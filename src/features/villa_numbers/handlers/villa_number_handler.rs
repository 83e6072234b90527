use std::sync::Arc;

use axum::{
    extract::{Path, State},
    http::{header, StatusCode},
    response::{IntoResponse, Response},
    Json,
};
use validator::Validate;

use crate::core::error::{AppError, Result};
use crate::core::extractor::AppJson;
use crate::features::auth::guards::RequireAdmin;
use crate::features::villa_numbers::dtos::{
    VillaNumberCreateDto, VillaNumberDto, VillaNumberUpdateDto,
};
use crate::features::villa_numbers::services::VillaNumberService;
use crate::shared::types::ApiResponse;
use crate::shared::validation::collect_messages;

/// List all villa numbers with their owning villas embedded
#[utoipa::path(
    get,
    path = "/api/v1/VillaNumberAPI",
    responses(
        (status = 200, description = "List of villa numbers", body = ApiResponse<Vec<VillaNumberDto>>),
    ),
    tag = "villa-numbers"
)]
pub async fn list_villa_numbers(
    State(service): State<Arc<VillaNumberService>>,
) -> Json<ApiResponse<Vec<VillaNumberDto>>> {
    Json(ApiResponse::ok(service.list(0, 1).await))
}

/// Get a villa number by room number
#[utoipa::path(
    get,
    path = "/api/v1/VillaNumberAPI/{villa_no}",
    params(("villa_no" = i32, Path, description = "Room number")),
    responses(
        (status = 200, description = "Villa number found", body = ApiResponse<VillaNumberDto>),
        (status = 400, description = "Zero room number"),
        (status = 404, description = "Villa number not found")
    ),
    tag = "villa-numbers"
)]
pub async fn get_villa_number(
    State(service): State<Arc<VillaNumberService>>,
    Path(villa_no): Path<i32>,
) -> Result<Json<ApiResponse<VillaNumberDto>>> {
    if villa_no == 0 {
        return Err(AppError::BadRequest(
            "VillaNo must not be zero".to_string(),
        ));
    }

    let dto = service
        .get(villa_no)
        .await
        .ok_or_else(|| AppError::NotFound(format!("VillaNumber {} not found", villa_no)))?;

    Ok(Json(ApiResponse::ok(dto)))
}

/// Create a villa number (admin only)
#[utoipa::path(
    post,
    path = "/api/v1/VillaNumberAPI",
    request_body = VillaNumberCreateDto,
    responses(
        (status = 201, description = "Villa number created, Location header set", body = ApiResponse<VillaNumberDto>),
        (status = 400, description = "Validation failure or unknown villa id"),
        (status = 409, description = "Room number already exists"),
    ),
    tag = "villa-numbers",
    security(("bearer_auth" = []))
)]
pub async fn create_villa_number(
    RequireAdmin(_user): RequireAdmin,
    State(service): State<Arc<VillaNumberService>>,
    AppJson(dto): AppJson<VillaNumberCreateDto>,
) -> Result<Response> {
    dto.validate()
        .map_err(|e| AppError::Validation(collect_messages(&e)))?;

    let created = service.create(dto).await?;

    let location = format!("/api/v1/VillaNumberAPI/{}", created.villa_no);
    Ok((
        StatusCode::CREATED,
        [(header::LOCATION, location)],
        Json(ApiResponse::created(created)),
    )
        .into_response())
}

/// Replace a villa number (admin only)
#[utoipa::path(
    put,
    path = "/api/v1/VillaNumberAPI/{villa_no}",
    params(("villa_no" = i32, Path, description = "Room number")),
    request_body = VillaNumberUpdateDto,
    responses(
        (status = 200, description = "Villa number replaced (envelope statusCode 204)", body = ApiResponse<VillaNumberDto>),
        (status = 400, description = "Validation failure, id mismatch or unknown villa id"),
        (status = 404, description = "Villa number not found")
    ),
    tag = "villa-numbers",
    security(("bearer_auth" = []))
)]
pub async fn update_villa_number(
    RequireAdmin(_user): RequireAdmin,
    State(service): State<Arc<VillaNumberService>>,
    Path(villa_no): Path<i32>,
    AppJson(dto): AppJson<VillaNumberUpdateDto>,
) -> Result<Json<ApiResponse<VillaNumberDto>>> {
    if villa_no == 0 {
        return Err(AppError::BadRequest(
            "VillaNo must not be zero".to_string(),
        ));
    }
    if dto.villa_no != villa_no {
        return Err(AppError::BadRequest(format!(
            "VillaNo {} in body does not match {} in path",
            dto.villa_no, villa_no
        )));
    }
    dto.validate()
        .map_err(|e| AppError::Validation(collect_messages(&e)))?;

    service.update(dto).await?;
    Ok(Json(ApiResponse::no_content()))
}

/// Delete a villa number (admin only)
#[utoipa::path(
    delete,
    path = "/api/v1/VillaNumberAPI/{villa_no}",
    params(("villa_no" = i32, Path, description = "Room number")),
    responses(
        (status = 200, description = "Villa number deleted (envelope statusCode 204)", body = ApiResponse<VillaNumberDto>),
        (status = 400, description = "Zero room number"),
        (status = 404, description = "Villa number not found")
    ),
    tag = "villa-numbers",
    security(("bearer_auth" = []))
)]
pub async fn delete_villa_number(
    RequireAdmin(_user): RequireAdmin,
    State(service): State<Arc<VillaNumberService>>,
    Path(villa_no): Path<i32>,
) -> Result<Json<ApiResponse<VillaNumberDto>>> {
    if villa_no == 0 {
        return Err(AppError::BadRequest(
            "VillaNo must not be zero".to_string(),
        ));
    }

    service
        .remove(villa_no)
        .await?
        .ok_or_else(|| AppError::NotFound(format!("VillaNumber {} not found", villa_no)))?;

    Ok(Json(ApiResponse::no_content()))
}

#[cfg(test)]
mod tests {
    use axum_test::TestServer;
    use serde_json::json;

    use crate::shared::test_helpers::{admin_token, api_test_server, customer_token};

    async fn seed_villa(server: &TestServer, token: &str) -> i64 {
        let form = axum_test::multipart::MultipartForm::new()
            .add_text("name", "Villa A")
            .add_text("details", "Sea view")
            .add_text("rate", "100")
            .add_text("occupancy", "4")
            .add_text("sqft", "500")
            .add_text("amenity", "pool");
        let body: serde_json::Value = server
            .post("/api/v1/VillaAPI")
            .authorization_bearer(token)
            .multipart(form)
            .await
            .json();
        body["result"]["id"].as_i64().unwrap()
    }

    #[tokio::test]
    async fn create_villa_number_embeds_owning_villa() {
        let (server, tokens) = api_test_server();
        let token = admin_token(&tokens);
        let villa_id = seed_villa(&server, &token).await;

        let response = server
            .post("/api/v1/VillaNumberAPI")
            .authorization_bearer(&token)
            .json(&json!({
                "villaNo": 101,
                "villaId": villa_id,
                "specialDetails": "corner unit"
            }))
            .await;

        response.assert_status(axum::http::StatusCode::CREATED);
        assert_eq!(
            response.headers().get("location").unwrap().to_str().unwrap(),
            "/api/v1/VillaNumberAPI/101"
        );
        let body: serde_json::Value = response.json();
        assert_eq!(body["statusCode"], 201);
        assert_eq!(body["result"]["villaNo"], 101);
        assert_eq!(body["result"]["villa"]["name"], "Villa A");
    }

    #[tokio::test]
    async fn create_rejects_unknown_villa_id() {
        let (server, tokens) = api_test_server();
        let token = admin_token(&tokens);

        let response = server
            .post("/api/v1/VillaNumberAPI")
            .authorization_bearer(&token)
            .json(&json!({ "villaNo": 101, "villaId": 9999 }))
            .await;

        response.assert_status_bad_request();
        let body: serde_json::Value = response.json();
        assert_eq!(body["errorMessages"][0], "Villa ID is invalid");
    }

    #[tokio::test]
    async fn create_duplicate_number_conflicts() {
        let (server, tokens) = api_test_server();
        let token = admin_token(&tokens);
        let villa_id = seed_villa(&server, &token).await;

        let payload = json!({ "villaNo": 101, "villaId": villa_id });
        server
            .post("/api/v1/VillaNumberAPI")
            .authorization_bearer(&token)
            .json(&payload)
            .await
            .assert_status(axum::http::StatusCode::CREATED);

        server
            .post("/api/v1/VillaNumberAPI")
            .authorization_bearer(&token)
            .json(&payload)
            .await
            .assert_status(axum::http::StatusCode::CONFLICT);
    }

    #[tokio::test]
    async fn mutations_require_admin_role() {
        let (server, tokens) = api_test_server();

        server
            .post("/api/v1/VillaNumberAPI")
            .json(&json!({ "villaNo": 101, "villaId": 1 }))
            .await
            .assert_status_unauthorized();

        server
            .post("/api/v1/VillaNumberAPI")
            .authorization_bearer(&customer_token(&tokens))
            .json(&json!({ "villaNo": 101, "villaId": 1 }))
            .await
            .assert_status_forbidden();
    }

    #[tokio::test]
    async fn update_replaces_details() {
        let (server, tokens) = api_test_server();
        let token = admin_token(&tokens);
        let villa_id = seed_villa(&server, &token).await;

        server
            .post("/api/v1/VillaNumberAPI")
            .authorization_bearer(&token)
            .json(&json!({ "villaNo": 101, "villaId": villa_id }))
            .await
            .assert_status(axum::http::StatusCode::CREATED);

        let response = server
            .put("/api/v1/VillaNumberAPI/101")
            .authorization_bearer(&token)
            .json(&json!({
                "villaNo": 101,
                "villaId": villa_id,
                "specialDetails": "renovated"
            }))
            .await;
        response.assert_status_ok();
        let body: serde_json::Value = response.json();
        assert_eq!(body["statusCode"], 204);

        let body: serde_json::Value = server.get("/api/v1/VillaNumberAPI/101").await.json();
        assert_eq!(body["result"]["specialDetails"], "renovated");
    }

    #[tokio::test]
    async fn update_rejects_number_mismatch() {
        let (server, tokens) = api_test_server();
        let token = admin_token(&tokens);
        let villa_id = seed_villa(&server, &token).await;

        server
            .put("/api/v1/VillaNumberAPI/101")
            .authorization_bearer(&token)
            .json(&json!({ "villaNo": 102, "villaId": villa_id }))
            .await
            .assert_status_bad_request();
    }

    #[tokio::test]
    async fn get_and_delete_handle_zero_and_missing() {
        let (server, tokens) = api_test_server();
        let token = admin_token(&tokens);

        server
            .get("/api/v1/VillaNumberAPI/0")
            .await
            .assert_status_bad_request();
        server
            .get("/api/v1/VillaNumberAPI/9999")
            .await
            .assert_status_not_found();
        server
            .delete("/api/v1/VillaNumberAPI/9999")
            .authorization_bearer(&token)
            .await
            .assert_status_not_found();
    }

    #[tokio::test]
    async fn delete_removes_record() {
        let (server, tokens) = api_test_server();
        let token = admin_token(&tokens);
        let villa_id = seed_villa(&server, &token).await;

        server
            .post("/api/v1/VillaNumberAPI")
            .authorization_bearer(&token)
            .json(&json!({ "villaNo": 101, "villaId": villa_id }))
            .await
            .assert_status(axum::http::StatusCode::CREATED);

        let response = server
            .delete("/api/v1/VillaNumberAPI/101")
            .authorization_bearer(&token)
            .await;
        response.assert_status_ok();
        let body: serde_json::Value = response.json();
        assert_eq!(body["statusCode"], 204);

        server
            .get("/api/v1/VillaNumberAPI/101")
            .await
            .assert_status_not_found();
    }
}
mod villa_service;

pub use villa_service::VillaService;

* * * * *

Required action:
Restate, word for word, the listing above from its first line through the line that contains "use crate::features::auth::guards::RequireAdmin;", keeping both of those lines.

Written solution:
filename src/features/villa_numbers/handlers/villa_number_handler.rs
repository 83e6072234b90527
use std::sync::Arc;

use axum::{
    extract::{Path, State},
    http::{header, StatusCode},
    response::{IntoResponse, Response},
    Json,
};
use validator::Validate;

use crate::core::error::{AppError, Result};
use crate::core::extractor::AppJson;
use crate::features::auth::guards::RequireAdmin;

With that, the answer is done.